Früherer EKD-Vorsitzender fordert klare Abgrenzung von Pegida

Berlin (dpa) - Vor den ersten Kundgebungen der Pegida-Bewegung im neuen Jahr hat der frühere Ratsvorsitzende der Evangelischen Kirche, Nikolaus Schneider, Christen vor einer Teilnahme gewarnt. «Wir können nicht das Abendland verteidigen, indem wir den Islam als Feind ausrufen», sagte der im November aus dem Amt geschiedene Schneider der «Rheinischen Post» (Montag). Christinnen und Christen hätten auf diesen Kundgebungen nichts zu suchen.

Schneider warnte die Politik davor, Forderungen der Pegida-Protestler aufzunehmen: «Hier müssen wir widersprechen und deutlich sagen, dass das Unsinn ist.»

Der frühere rheinische Präses lobte die Ankündigung des Kölner Domkapitels, während einer für Montagabend geplanten Demonstration die Beleuchtung der Kathedrale abzuschalten. «Das ist eine pfiffige Aktion, pragmatisch und trotzdem ernsthaft.

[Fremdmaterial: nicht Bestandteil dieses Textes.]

//! Annealing search loop.
//!
//! # Algorithm
//!
//! 1. Reject an infeasible initial partition without running any iteration
//! 2. While the temperature is above the final temperature:
//!    a. Repeat `iterations_per_temperature` times: perturb the current
//!       partition; if the neighbor is feasible, apply Metropolis and
//!       update the best partition; record one trace row
//!    b. Multiply the temperature by the cooling rate
//! 3. Return the best partition

use rand::rngs::StdRng;
use rand::{Rng, SeedableRng};
use tracing::{debug, info, warn};

use super::acceptance::metropolis;
use super::config::AnnealingConfig;
use super::types::{AnnealPhase, TraceRow, TraceSink};
use crate::error::{AutonomyError, Result};
use crate::model::{Operation, Partition};
use crate::objective::{Evaluator, IntervalMargin};

/// Upper bound on history entries reserved up front; longer runs grow
/// the histories on demand.
const MAX_PREALLOCATED_ROWS: usize = 1 << 16;

/// Summary of a completed annealing run.
#[derive(Debug, Clone, PartialEq)]
pub struct AnnealResult {
    /// The best partition found.
    pub best: Partition,

    /// Autonomy margin of the best partition.
    pub best_margin: f64,

    /// Total inner iterations (neighbor evaluations).
    pub iterations: usize,

    /// Number of temperature levels visited.
    pub temperature_steps: usize,

    /// Temperature when the loop stopped.
    pub final_temperature: f64,

    /// Feasible neighbors adopted as current, improving or not.
    pub accepted_moves: usize,

    /// Accepted neighbors that strictly improved the current margin.
    pub improving_moves: usize,

    /// Neighbors discarded because they were infeasible.
    pub infeasible_neighbors: usize,
}

/// Maximizes the autonomy margin of a partition by simulated annealing.
///
/// The optimizer owns the operation set, the current and best partitions,
/// the random generator and the iteration histories. It borrows a
/// [`TraceSink`] that receives one line per inner iteration.
///
/// # Examples
///
/// ```
/// use u_autonomy::model::{Operation, Partition};
/// use u_autonomy::sa::{AnnealingConfig, AnnealingOptimizer};
///
/// let operations = vec![
///     Operation::new(0.0, 4.0, 2.0, 1.0).unwrap(),
///     Operation::new(3.0, 8.0, 3.0, 1.0).unwrap(),
/// ];
/// let initial = Partition::new(vec![0.0, 5.0, 10.0]).unwrap();
/// let config = AnnealingConfig::default()
///     .with_initial_temperature(5.0)
///     .with_final_temperature(0.1)
///     .with_cooling_rate(0.85)
///     .with_iterations_per_temperature(10)
///     .with_seed(42);
///
/// let mut log = Vec::new();
/// let mut sink = |line: &str| log.push(line.to_string());
/// let mut optimizer = AnnealingOptimizer::new(operations, initial, config, &mut sink).unwrap();
/// let result = optimizer.optimize().expect("initial partition is feasible");
///
/// assert_eq!(result.best.horizon(), (0.0, 10.0));
/// assert_eq!(optimizer.margin_history().len(), 250);
/// drop(optimizer);
/// assert_eq!(log.len(), 250);
/// ```
pub struct AnnealingOptimizer<'s, S: TraceSink + ?Sized, R: Rng = StdRng> {
    evaluator: Evaluator,
    config: AnnealingConfig,
    sink: &'s mut S,
    rng: R,
    phase: AnnealPhase,

    current: Partition,
    current_margin: f64,
    best: Partition,
    best_margin: f64,
    temperature: f64,

    iterations: usize,
    temperature_steps: usize,
    accepted_moves: usize,
    improving_moves: usize,
    infeasible_neighbors: usize,

    temperature_history: Vec<f64>,
    margin_history: Vec<f64>,
    best_margin_history: Vec<f64>,
}

impl<'s, S: TraceSink + ?Sized> AnnealingOptimizer<'s, S, StdRng> {
    /// Creates an optimizer with a `StdRng` seeded from `config.seed`, or
    /// from a random seed when none is set.
    pub fn new(
        operations: Vec<Operation>,
        initial: Partition,
        config: AnnealingConfig,
        sink: &'s mut S,
    ) -> Result<Self> {
        let seed = config.seed.unwrap_or_else(rand::random);
        Self::with_rng(operations, initial, config, sink, StdRng::seed_from_u64(seed))
    }
}

impl<'s, S: TraceSink + ?Sized, R: Rng> AnnealingOptimizer<'s, S, R> {
    /// Creates an optimizer drawing every random decision from `rng`.
    ///
    /// Fails when the configuration is invalid, the operation set is
    /// empty, or the partition has no interior cut point to move.
    /// Feasibility of `initial` is checked later, by [`optimize`](Self::optimize).
    pub fn with_rng(
        operations: Vec<Operation>,
        initial: Partition,
        config: AnnealingConfig,
        sink: &'s mut S,
        rng: R,
    ) -> Result<Self> {
        config.validate()?;
        if !initial.has_interior() {
            return Err(AutonomyError::NoInteriorCutPoint);
        }
        let evaluator = Evaluator::new(operations, config.formulation)?;
        let margin = evaluator.autonomy(&initial);
        let capacity = config.total_iterations().min(MAX_PREALLOCATED_ROWS);
        let temperature = config.initial_temperature;

        Ok(Self {
            evaluator,
            config,
            sink,
            rng,
            phase: AnnealPhase::Initializing,
            best: initial.clone(),
            current: initial,
            current_margin: margin,
            best_margin: margin,
            temperature,
            iterations: 0,
            temperature_steps: 0,
            accepted_moves: 0,
            improving_moves: 0,
            infeasible_neighbors: 0,
            temperature_history: Vec::with_capacity(capacity),
            margin_history: Vec::with_capacity(capacity),
            best_margin_history: Vec::with_capacity(capacity),
        })
    }

    /// Runs the search to completion and returns its summary.
    ///
    /// Returns `None`, after reporting it to the sink, when the initial
    /// partition is infeasible; no iteration runs in that case. Calling
    /// this again after the search finished returns the recorded outcome
    /// without searching again.
    pub fn optimize(&mut self) -> Option<AnnealResult> {
        if self.phase != AnnealPhase::Initializing {
            debug!(event = "anneal_repeat", phase = ?self.phase);
            return self.result();
        }

        if !self.evaluator.is_feasible(&self.current) {
            self.phase = AnnealPhase::Rejected;
            self.sink.emit(&format!(
                "Initial solution {} is infeasible: an operation spans more than two intervals or two non-adjacent intervals",
                self.current
            ));
            warn!(
                event = "anneal_rejected",
                cut_points = self.current.len(),
                operations = self.evaluator.operations().len(),
            );
            return None;
        }

        info!(
            event = "anneal_start",
            operations = self.evaluator.operations().len(),
            cut_points = self.current.len(),
            initial_margin = self.current_margin,
            planned_steps = self.config.temperature_steps(),
        );

        self.phase = AnnealPhase::Searching;
        while self.temperature > self.config.final_temperature {
            for _ in 0..self.config.iterations_per_temperature {
                self.step();
            }
            debug!(
                event = "temperature_step",
                step = self.temperature_steps,
                temperature = self.temperature,
                current_margin = self.current_margin,
                best_margin = self.best_margin,
            );
            self.temperature *= self.config.cooling_rate;
            self.temperature_steps += 1;
        }
        self.phase = AnnealPhase::Cooled;

        info!(
            event = "anneal_end",
            best_margin = self.best_margin,
            iterations = self.iterations,
            steps = self.temperature_steps,
            accepted = self.accepted_moves,
            infeasible = self.infeasible_neighbors,
        );
        self.result()
    }

    fn step(&mut self) {
        let neighbor = self
            .current
            .perturb(&mut self.rng)
            .expect("construction guarantees an interior cut point");

        let mut delta = 0.0;
        let mut accepted = false;
        if self.evaluator.is_feasible(&neighbor) {
            let neighbor_margin = self.evaluator.autonomy(&neighbor);
            delta = neighbor_margin - self.current_margin;
            accepted = metropolis(
                self.current_margin,
                neighbor_margin,
                self.temperature,
                &mut self.rng,
            );
            if accepted {
                self.accepted_moves += 1;
                if delta > 0.0 {
                    self.improving_moves += 1;
                }
                self.current_margin = neighbor_margin;
            }
            if neighbor_margin > self.best_margin {
                self.best = neighbor.clone();
                self.best_margin = neighbor_margin;
            }
        } else {
            self.infeasible_neighbors += 1;
        }

        self.iterations += 1;
        self.temperature_history.push(self.temperature);
        self.margin_history.push(self.current_margin);
        self.best_margin_history.push(self.best_margin);

        let row = TraceRow {
            iteration: self.iterations,
            temperature: self.temperature,
            delta,
            best_margin: self.best_margin,
            neighbor: &neighbor,
        };
        self.sink.emit(&row.to_string());

        if accepted {
            self.current = neighbor;
        }
    }

    fn result(&self) -> Option<AnnealResult> {
        if self.phase != AnnealPhase::Cooled {
            return None;
        }
        Some(AnnealResult {
            best: self.best.clone(),
            best_margin: self.best_margin,
            iterations: self.iterations,
            temperature_steps: self.temperature_steps,
            final_temperature: self.temperature,
            accepted_moves: self.accepted_moves,
            improving_moves: self.improving_moves,
            infeasible_neighbors: self.infeasible_neighbors,
        })
    }

    pub fn phase(&self) -> AnnealPhase {
        self.phase
    }

    pub fn config(&self) -> &AnnealingConfig {
        &self.config
    }

    pub fn evaluator(&self) -> &Evaluator {
        &self.evaluator
    }

    pub fn current(&self) -> &Partition {
        &self.current
    }

    pub fn best(&self) -> &Partition {
        &self.best
    }

    pub fn best_margin(&self) -> f64 {
        self.best_margin
    }

    /// Current temperature; the final value once the search has cooled.
    pub fn temperature(&self) -> f64 {
        self.temperature
    }

    /// Inner iterations executed so far.
    pub fn iterations(&self) -> usize {
        self.iterations
    }

    /// Autonomy margin of any partition under this optimizer's operations.
    pub fn autonomy(&self, partition: &Partition) -> f64 {
        self.evaluator.autonomy(partition)
    }

    /// Per-interval margins of any partition under this optimizer's operations.
    pub fn interval_margins(&self, partition: &Partition) -> Vec<IntervalMargin> {
        self.evaluator.interval_margins(partition)
    }

    /// Temperature at each inner iteration.
    pub fn temperature_history(&self) -> &[f64] {
        &self.temperature_history
    }

    /// Margin of the current partition after each inner iteration.
    pub fn margin_history(&self) -> &[f64] {
        &self.margin_history
    }

    /// Best margin after each inner iteration. Never decreases.
    pub fn best_margin_history(&self) -> &[f64] {
        &self.best_margin_history
    }
}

Die Kölner machen das genau richtig.»

Das islamkritische Pegida-Bündnis will heute Abend erstmals im neuen Jahr durch Dresden ziehen. Vor Weihnachten waren rund 17 500 Menschen dem Aufruf der «Patriotischen Europäer gegen die Islamisierung des Abendlandes» gefolgt - so viele wie nie zuvor. Ihr Protest richtet sich gegen die angebliche «Überfremdung» Deutschlands. Neben Köln wollen Ableger der Bewegung auch in Berlin auf die Straße gehen. In allen Städten sind Gegendemonstrationen geplant.